SOURCE INFORMATION |
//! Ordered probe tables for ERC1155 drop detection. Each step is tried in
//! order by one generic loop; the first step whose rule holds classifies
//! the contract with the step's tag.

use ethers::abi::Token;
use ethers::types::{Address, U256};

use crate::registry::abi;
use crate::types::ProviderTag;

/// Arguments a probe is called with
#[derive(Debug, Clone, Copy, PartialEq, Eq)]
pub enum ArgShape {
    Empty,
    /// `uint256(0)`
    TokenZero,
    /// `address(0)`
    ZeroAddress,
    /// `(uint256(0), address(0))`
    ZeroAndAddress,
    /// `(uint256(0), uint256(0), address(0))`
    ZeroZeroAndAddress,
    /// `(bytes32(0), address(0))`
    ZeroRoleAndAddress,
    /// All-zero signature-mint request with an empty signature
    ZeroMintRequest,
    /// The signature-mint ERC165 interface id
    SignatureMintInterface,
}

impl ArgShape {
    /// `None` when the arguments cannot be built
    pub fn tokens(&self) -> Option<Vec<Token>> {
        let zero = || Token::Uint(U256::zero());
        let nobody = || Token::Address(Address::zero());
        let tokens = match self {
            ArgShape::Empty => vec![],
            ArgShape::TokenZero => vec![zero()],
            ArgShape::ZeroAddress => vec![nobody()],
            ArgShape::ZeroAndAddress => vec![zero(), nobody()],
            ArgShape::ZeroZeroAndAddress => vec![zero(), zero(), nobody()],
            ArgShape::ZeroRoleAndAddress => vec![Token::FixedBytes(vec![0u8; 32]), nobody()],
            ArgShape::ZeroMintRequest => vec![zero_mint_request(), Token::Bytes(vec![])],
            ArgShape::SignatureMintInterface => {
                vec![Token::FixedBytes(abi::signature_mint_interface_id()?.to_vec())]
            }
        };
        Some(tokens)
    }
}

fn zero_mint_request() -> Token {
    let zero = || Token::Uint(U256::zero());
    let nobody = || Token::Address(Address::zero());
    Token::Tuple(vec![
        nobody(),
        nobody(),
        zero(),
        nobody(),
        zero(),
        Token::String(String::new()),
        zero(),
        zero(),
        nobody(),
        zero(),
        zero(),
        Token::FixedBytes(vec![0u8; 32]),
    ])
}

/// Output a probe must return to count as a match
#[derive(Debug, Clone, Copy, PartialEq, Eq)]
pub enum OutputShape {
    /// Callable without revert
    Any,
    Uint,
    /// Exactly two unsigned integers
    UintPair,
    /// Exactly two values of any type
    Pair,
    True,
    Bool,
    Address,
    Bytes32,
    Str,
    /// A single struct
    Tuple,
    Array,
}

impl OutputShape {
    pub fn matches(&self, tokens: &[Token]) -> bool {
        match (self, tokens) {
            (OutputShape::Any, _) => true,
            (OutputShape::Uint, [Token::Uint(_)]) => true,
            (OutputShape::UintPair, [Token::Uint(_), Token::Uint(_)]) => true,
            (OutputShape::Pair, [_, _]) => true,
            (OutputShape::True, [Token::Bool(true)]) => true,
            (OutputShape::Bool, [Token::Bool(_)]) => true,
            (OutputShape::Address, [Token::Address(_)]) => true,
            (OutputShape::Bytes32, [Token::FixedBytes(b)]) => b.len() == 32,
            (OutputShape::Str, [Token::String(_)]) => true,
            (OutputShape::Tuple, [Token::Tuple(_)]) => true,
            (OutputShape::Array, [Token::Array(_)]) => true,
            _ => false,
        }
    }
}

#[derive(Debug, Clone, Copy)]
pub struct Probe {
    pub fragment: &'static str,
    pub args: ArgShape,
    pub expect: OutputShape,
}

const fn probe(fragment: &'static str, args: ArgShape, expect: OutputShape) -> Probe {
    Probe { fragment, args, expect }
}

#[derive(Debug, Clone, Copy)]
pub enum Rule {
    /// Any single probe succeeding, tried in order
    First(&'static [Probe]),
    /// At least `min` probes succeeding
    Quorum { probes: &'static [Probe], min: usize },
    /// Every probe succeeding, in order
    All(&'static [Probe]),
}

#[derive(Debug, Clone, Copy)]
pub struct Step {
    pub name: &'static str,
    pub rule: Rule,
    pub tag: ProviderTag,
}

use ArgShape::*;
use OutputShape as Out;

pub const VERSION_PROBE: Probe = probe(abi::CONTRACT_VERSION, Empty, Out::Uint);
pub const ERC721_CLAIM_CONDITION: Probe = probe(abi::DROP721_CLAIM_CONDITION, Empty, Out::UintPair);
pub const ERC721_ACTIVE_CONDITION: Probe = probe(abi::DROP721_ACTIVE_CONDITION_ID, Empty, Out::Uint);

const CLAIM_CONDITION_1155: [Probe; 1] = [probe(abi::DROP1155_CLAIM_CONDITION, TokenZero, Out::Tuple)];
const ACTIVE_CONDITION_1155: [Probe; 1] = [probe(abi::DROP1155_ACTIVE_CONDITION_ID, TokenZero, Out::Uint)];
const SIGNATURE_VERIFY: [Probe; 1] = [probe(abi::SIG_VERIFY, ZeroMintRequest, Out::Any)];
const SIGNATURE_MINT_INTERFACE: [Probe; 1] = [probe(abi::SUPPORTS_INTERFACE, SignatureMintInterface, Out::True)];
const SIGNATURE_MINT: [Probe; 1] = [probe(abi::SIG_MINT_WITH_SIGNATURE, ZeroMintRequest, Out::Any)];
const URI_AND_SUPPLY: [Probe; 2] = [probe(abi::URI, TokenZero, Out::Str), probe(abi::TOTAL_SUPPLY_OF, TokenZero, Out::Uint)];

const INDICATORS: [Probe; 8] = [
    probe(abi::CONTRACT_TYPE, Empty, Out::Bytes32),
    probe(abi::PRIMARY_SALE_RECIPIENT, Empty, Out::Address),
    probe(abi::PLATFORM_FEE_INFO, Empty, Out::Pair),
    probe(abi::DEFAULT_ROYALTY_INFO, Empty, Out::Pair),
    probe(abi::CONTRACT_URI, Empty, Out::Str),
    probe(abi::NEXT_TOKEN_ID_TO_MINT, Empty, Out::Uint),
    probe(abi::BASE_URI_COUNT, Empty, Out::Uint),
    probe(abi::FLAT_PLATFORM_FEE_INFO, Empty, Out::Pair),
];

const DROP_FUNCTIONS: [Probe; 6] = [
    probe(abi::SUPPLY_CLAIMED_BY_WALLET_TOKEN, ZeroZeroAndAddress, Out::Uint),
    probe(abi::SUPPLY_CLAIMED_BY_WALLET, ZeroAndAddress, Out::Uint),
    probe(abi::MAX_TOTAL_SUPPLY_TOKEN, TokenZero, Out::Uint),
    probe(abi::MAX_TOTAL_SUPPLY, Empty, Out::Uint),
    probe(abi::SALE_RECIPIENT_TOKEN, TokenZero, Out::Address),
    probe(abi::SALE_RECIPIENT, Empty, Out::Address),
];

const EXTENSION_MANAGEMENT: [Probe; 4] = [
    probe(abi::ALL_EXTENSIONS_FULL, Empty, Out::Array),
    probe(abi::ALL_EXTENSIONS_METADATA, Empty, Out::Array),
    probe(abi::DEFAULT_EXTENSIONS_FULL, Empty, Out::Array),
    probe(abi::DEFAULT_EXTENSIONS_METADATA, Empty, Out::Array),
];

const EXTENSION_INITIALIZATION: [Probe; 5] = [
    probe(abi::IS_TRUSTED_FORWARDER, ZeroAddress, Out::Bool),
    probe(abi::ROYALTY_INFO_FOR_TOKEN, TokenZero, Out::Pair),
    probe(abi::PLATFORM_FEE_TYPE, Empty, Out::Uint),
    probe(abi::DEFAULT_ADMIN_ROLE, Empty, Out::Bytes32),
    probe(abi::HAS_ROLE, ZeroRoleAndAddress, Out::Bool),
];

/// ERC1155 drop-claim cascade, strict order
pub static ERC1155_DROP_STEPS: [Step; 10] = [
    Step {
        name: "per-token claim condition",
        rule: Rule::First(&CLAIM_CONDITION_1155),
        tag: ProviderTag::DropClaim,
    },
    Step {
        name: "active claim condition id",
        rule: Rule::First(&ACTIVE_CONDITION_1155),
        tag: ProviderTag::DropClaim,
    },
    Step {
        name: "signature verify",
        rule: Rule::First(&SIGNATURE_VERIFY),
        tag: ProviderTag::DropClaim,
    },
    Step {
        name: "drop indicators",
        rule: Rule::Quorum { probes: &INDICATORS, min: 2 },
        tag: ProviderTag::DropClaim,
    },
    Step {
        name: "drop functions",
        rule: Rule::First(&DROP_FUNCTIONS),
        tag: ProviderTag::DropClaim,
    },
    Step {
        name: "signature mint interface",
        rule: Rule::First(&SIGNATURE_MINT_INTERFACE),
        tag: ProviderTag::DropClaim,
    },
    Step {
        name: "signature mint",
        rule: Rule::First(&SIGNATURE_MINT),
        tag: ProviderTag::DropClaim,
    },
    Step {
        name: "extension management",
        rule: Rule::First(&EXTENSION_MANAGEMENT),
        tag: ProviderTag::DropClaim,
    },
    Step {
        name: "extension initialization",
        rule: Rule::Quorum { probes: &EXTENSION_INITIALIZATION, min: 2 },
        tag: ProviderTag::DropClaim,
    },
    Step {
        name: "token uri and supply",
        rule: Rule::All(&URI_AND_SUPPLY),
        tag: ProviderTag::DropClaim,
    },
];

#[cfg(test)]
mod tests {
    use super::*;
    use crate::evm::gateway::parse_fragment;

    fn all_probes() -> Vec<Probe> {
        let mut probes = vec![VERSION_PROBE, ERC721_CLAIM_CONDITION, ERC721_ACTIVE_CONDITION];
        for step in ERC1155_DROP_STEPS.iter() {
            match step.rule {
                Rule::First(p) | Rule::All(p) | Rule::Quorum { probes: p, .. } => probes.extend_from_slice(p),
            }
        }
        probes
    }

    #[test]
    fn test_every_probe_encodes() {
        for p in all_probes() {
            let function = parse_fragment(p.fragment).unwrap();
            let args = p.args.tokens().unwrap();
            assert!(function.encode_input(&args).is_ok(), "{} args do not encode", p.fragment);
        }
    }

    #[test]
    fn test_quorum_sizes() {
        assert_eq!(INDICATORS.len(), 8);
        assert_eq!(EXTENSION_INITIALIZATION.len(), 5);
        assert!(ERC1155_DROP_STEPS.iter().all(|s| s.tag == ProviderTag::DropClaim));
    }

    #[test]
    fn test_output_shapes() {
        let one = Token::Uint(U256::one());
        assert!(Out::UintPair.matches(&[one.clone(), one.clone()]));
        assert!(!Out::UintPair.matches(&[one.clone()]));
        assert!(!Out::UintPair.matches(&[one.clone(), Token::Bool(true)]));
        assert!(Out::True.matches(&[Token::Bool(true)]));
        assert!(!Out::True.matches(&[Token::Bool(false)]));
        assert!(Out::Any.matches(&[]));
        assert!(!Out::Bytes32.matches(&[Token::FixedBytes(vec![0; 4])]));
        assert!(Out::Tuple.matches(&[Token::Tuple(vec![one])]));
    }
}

WORK INSTRUCTION | Report how many lines in the listing above hold the string "ZeroAddress", giving the number and no other words.

FINISHED TASK | 3